Si invita ad essere aperti ed incoraggiare tutte le forme di vocazione e collaborazione laicale alla missione. Questa attenzione può permettere, tra l'altro, di recuperare una collaborazione con gli ex membri del PIME.
CONCLUSIONI
1 La XII AG riconosce che fin dalle origini l’Istituto fu voluto come una famiglia di Apostoli comprendente, insieme con i presbiteri, anche laici consacrati a vita per una vocazione speciale, riafferma la validità dei missionari laici come parte integrante del PIME (cfr. DC 188). E' oggi necessario ritrovare la ricchezza della complementarietà dell'unico carisma missionario nelle sue diverse realizzazioni: quella laicale e quella presbiterale. Ciascuno, nella propria specificità, renderà testimonianza all'unico Signore vivendo insieme la profondità della comunione.
2 In obbedienza al mandato missionario di "portare il Vangelo fino agli estremi confini della terra" e consapevole dei continui cambiamenti e sviluppi nel mondo e nella Chiesa, la XII AG riafferma l’importanza di adeguarsi alle nuove sfide.

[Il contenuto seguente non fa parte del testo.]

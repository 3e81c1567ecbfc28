//! Group brokerage (gefura) centrality on directed and undirected graphs

pub mod brokerage;
pub mod config;
pub mod data;
pub mod error;
pub mod graph;
pub mod groups;
pub mod storage;

pub use brokerage::{external_score, global_score, local_score, score};
pub use config::{BrokerageConfig, Direction, Measure, OverlapStrategy};
pub use error::{Result, ValidationError};
pub use graph::{CompressedGraph, GraphBuilder, NodeId};
pub use groups::{aggregate, decouple, groups_overlap};
//! Results persistence module

use std::collections::{BTreeMap, HashMap, HashSet};
use std::fs::{self, File};
use std::io::Write;
use std::path::Path;

use anyhow::Result;
use serde_json::{json, to_string_pretty};

use crate::config::{BrokerageConfig, Measure};
use crate::graph::CompressedGraph;
use crate::groups::groups_overlap;

/// Number of highest-scoring nodes listed in the summary
pub const TOP_NODES: usize = 5;

/// Save scores and a run summary to the specified directory
pub fn save_results(
    scores: &HashMap<String, f64>,
    graph: &CompressedGraph<String>,
    groups: &[Vec<String>],
    measure: Measure,
    config: &BrokerageConfig,
    output_dir: &str,
) -> Result<()> {
    log::info!("Saving {} scores to {}", scores.len(), output_dir);

    fs::create_dir_all(output_dir)?;

    save_scores(scores, output_dir)?;
    save_summary(scores, graph, groups, measure, config, output_dir)?;

    log::info!("Results saved successfully");

    Ok(())
}

/// Save node scores keyed and sorted by node id
fn save_scores(scores: &HashMap<String, f64>, output_dir: &str) -> Result<()> {
    let path = Path::new(output_dir).join("scores.json");
    let mut file = File::create(path)?;

    let sorted: BTreeMap<&str, f64> = scores
        .iter()
        .map(|(node, &score)| (node.as_str(), score))
        .collect();
    file.write_all(to_string_pretty(&sorted)?.as_bytes())?;

    Ok(())
}

fn save_summary(
    scores: &HashMap<String, f64>,
    graph: &CompressedGraph<String>,
    groups: &[Vec<String>],
    measure: Measure,
    config: &BrokerageConfig,
    output_dir: &str,
) -> Result<()> {
    log::info!("Saving summary information");

    let path = Path::new(output_dir).join("summary.json");
    let mut file = File::create(path)?;

    let node_count = graph.node_count();
    let avg_degree = if node_count == 0 {
        0.0
    } else {
        graph.edge_count() as f64 / node_count as f64
    };

    // Repeated members of one group count once
    let group_sizes: Vec<usize> = groups
        .iter()
        .map(|members| members.iter().collect::<HashSet<_>>().len())
        .collect();
    let memberships: usize = group_sizes.iter().sum();
    let avg_group_size = if groups.is_empty() {
        0.0
    } else {
        memberships as f64 / groups.len() as f64
    };

    let summary = json!({
        "graph_stats": {
            "node_count": node_count,
            "edge_count": graph.edge_count(),
            "directed": graph.is_directed(),
            "avg_degree": avg_degree,
        },
        "group_stats": {
            "group_count": groups.len(),
            "largest_group_size": group_sizes.iter().copied().max().unwrap_or(0),
            "smallest_group_size": group_sizes.iter().copied().min().unwrap_or(0),
            "avg_group_size": avg_group_size,
            "overlapping": groups_overlap(groups),
        },
        "settings": {
            "measure": measure,
            "config": config,
        },
        "top_nodes": top_nodes(scores, TOP_NODES)
            .into_iter()
            .map(|(node, score)| json!({ "node": node, "score": score }))
            .collect::<Vec<_>>(),
    });

    file.write_all(to_string_pretty(&summary)?.as_bytes())?;

    Ok(())
}

/// Highest scores first; ties broken by node id
fn top_nodes(scores: &HashMap<String, f64>, limit: usize) -> Vec<(&str, f64)> {
    let mut ranked: Vec<(&str, f64)> = scores
        .iter()
        .map(|(node, &score)| (node.as_str(), score))
        .collect();
    ranked.sort_by(|a, b| b.1.total_cmp(&a.1).then_with(|| a.0.cmp(b.0)));
    ranked.truncate(limit);
    ranked
}
//! Graph construction module

use std::collections::HashMap;

use petgraph::visit::EdgeRef;

use crate::graph::compressed::{Adjacency, DEFAULT_EDGE_WEIGHT, DEFAULT_WEIGHT_KEY};
use crate::graph::{CompressedGraph, NodeId};

/// Builder for incrementally constructing a CompressedGraph
pub struct GraphBuilder<N> {
    directed: bool,

    /// Mapping from node identifiers to node indices
    id_to_index: HashMap<N, u32>,

    /// Node identifiers in insertion order
    node_ids: Vec<N>,

    /// Logical edges as (source, target) index pairs
    edges: Vec<(u32, u32)>,

    /// Edge endpoints to edge id; undirected keys are stored smaller index first
    edge_lookup: HashMap<(u32, u32), u32>,

    /// Weight columns indexed by edge id
    weights: HashMap<String, Vec<f64>>,
}

impl<N: NodeId> GraphBuilder<N> {
    /// Create a builder for an undirected graph
    pub fn undirected() -> Self {
        Self::with_capacity(false, 0)
    }

    /// Create a builder for a directed graph
    pub fn directed() -> Self {
        Self::with_capacity(true, 0)
    }

    /// Create a new graph builder with the given node capacity
    pub fn with_capacity(directed: bool, capacity: usize) -> Self {
        Self {
            directed,
            id_to_index: HashMap::with_capacity(capacity),
            node_ids: Vec::with_capacity(capacity),
            edges: Vec::new(),
            edge_lookup: HashMap::new(),
            weights: HashMap::new(),
        }
    }

    /// Copy a petgraph graph, reading each edge's weight with `weight`.
    ///
    /// Node weights become node identifiers, so nodes with equal weights merge.
    pub fn from_petgraph<E, Ty, Ix, F>(graph: &petgraph::Graph<N, E, Ty, Ix>, weight: F) -> Self
    where
        Ty: petgraph::EdgeType,
        Ix: petgraph::graph::IndexType,
        F: Fn(&E) -> f64,
    {
        let mut builder = Self::with_capacity(graph.is_directed(), graph.node_count());

        for node in graph.node_indices() {
            builder.add_node(graph[node].clone());
        }

        for edge in graph.edge_references() {
            let src = graph[edge.source()].clone();
            let dst = graph[edge.target()].clone();
            builder.add_weighted_edge(src, dst, weight(edge.weight()));
        }

        builder
    }

    pub fn node_count(&self) -> usize {
        self.node_ids.len()
    }

    /// Get or create the node index for the given identifier
    pub fn add_node(&mut self, id: N) -> u32 {
        if let Some(&idx) = self.id_to_index.get(&id) {
            return idx;
        }

        // Create a new node
        let idx = self.node_ids.len() as u32;
        self.id_to_index.insert(id.clone(), idx);
        self.node_ids.push(id);

        idx
    }

    /// Add an edge without attributes
    pub fn add_edge(&mut self, src: N, dst: N) -> u32 {
        self.add_edge_with_attrs(src, dst, &[])
    }

    /// Add an edge carrying a value in the default weight column
    pub fn add_weighted_edge(&mut self, src: N, dst: N, weight: f64) -> u32 {
        self.add_edge_with_attrs(src, dst, &[(DEFAULT_WEIGHT_KEY, weight)])
    }

    /// Add an edge with named numeric attributes and return its edge id.
    ///
    /// Adding an existing edge again keeps one edge and overwrites the
    /// attributes given here.
    pub fn add_edge_with_attrs(&mut self, src: N, dst: N, attrs: &[(&str, f64)]) -> u32 {
        let src_idx = self.add_node(src);
        let dst_idx = self.add_node(dst);

        let key = if self.directed || src_idx <= dst_idx {
            (src_idx, dst_idx)
        } else {
            (dst_idx, src_idx)
        };

        let edge_id = match self.edge_lookup.get(&key) {
            Some(&id) => id,
            None => {
                let id = self.edges.len() as u32;
                self.edges.push((src_idx, dst_idx));
                self.edge_lookup.insert(key, id);
                for column in self.weights.values_mut() {
                    column.push(DEFAULT_EDGE_WEIGHT);
                }
                id
            }
        };

        let edge_count = self.edges.len();
        for &(name, value) in attrs {
            let column = self
                .weights
                .entry(name.to_string())
                .or_insert_with(|| vec![DEFAULT_EDGE_WEIGHT; edge_count]);
            column[edge_id as usize] = value;
        }

        edge_id
    }

    /// Build the compressed graph
    pub fn build(self) -> CompressedGraph<N> {
        let node_count = self.node_ids.len();

        // Collect (neighbour, edge id) lists per node
        let mut outgoing_lists: Vec<Vec<(u32, u32)>> = vec![Vec::new(); node_count];
        let mut incoming_lists: Vec<Vec<(u32, u32)>> = if self.directed {
            vec![Vec::new(); node_count]
        } else {
            Vec::new()
        };

        for (id, &(src, dst)) in self.edges.iter().enumerate() {
            let id = id as u32;
            outgoing_lists[src as usize].push((dst, id));
            if self.directed {
                incoming_lists[dst as usize].push((src, id));
            } else if src != dst {
                outgoing_lists[dst as usize].push((src, id));
            }
        }

        let outgoing = compress(outgoing_lists);
        let incoming = if self.directed {
            Some(compress(incoming_lists))
        } else {
            None
        };

        let kind = if self.directed { "directed" } else { "undirected" };
        log::debug!(
            "Built {} graph with {} nodes and {} edges",
            kind,
            node_count,
            self.edges.len()
        );

        CompressedGraph {
            directed: self.directed,
            node_ids: self.node_ids,
            index: self.id_to_index,
            outgoing,
            incoming,
            edges: self.edges,
            weights: self.weights,
        }
    }
}

/// Flatten per-node lists into CSR arrays
fn compress(mut lists: Vec<Vec<(u32, u32)>>) -> Adjacency {
    let entry_count: usize = lists.iter().map(|list| list.len()).sum();

    // Create offsets array
    let mut offsets = Vec::with_capacity(lists.len() + 1);
    offsets.push(0);

    let mut offset = 0;
    for list in &lists {
        offset += list.len() as u32;
        offsets.push(offset);
    }

    // Create target and edge id arrays
    let mut targets = Vec::with_capacity(entry_count);
    let mut edge_ids = Vec::with_capacity(entry_count);
    for list in &mut lists {
        // Sort for binary search efficiency
        list.sort_unstable();
        for &(target, edge) in list.iter() {
            targets.push(target);
            edge_ids.push(edge);
        }
    }

    Adjacency {
        offsets,
        targets,
        edge_ids,
    }
}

Tra le sfide prioritarie che il PIME dovrà affrontare vi è la chiusura dì molti paesi all'annuncio esplicito dei Vangelo. "L’attività missionaria, nel suo pluralismo di attuazione pratica, non solo ammette la presenza operante del laico, ma, oggi specialmente la esige." (DC. 189). Occorre tenere aperte tutte le possibilità, "purché Cristo sia annunziato". La missione oggi chiama i laici a questo compito specifico. Tale presenza laicale è particolarmente necessaria in quei paesi e sifuazioni in cui non si può annunciare in modo esplicito il Vangelo.